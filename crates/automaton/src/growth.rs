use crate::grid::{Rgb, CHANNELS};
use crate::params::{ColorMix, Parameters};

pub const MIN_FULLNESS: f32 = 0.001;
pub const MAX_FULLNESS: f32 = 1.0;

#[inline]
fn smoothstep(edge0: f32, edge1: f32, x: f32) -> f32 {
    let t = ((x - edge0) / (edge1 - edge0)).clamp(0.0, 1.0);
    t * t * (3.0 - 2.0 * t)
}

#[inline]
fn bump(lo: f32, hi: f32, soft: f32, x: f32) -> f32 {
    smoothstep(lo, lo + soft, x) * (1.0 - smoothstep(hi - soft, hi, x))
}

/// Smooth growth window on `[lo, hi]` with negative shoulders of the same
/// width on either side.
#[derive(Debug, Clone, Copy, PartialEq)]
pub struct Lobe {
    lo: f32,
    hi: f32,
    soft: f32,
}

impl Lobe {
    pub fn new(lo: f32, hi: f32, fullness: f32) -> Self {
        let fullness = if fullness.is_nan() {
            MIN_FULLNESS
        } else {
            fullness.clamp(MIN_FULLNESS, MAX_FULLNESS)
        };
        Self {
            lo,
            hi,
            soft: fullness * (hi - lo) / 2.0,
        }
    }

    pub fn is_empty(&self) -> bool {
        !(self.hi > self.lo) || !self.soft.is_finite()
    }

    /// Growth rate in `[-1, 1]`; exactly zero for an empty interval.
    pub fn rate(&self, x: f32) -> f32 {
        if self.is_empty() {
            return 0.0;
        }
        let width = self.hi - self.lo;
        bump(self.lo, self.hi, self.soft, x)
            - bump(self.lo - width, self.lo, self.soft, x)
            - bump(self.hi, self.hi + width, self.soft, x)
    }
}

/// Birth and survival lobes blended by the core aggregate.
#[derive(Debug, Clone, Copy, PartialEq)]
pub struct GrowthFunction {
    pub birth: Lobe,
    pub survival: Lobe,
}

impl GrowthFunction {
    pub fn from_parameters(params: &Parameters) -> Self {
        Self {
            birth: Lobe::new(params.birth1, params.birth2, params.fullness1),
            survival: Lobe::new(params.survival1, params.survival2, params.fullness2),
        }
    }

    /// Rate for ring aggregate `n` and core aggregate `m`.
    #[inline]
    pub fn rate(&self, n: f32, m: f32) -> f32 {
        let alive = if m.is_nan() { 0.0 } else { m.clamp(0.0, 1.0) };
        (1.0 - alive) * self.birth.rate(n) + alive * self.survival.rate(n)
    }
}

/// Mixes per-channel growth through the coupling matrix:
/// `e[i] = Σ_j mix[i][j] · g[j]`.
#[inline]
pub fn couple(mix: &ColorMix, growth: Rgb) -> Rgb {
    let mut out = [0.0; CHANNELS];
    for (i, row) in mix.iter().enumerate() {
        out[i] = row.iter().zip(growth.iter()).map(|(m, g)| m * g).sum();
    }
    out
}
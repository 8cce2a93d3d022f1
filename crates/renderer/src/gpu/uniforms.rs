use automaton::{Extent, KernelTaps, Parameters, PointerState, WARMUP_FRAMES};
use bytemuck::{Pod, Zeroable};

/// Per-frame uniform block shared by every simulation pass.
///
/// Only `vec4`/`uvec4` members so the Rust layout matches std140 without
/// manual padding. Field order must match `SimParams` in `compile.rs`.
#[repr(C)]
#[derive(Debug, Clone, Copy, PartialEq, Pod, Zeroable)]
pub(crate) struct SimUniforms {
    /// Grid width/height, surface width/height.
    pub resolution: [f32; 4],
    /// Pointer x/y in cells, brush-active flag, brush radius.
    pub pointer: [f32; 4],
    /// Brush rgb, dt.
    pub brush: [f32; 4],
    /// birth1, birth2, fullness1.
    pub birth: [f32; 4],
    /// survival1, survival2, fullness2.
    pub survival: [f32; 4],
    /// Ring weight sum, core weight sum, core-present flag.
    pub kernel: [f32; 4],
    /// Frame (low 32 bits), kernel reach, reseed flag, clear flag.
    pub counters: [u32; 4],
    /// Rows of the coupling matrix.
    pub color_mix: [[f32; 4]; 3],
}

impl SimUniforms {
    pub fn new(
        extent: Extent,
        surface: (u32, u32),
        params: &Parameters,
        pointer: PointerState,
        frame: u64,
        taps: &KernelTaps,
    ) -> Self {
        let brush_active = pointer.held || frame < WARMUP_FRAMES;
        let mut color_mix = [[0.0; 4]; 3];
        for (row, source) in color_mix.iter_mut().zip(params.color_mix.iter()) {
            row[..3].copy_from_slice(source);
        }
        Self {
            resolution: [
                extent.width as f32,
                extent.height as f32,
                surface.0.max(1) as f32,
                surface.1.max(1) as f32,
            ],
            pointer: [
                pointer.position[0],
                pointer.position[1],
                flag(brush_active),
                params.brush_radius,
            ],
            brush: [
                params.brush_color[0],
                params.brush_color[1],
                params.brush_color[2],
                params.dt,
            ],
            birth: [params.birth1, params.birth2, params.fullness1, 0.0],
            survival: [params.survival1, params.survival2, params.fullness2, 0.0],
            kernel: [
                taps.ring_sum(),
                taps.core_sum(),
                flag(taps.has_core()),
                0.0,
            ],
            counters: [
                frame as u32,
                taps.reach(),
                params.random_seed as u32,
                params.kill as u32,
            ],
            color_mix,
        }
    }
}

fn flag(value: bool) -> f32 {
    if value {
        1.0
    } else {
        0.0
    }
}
########################################
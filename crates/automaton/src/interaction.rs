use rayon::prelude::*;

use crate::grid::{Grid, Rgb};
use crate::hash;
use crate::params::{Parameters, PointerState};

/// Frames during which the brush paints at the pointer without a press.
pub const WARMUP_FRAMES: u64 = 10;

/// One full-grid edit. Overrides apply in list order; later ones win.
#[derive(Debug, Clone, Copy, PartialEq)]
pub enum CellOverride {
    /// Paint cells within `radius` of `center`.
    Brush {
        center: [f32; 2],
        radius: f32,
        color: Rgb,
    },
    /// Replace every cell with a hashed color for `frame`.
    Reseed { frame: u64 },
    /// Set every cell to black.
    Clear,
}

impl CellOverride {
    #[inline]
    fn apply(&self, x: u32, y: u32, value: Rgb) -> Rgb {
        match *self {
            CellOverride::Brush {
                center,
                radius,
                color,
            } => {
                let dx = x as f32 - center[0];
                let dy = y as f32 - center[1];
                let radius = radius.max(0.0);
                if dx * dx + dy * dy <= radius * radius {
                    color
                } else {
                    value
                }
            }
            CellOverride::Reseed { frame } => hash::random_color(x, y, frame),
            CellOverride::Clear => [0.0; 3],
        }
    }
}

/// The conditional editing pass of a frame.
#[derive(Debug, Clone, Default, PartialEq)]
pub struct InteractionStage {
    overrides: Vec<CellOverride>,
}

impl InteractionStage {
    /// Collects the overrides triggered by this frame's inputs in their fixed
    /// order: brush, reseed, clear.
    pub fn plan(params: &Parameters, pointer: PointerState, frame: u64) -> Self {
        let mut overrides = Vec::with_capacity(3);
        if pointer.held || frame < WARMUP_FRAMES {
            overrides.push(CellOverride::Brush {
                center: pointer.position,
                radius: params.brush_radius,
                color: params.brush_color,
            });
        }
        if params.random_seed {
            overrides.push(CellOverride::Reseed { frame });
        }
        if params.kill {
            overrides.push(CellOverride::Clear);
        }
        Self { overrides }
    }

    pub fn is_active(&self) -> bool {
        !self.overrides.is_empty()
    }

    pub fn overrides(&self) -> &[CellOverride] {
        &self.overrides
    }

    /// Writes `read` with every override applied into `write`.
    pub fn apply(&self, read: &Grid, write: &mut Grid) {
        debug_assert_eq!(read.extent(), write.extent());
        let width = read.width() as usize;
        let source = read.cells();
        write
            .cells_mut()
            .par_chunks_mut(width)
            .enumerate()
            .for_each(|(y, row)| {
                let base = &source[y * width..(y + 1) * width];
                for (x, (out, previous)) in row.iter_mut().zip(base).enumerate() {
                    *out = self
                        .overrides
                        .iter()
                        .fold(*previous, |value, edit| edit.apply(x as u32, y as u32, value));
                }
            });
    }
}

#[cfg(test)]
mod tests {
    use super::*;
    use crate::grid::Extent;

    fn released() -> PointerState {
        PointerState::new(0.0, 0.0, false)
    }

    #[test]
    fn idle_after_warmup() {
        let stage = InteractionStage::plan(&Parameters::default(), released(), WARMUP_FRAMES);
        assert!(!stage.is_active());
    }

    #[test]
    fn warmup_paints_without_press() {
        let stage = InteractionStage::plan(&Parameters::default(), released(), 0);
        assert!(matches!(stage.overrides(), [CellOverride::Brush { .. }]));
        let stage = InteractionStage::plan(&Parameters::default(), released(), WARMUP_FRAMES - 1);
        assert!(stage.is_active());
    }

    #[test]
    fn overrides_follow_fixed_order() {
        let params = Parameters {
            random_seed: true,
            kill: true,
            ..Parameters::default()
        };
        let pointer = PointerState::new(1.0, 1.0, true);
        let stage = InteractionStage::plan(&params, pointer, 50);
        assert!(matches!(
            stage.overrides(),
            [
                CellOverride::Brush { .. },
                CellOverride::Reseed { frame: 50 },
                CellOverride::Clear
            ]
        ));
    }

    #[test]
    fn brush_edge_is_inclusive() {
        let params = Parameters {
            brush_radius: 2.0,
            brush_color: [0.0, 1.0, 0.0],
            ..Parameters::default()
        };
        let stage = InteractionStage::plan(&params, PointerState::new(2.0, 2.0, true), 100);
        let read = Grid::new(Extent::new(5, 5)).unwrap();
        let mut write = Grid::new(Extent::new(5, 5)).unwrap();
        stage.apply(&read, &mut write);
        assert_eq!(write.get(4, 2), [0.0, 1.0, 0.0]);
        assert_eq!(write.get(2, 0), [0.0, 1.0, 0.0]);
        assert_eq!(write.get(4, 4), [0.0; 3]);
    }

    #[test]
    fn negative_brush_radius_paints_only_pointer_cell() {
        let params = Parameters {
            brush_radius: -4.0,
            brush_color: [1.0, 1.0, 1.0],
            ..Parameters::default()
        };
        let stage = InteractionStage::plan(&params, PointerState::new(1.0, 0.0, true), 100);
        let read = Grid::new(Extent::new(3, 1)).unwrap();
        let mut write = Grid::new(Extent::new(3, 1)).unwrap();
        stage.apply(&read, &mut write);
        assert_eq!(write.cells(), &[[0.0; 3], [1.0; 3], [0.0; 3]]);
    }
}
########################################
REQUIRED WORK:
Work out how many lines in the preceding data include the word "impl". State only that number.

RESPONSE FOR THIS EXERCISE:
5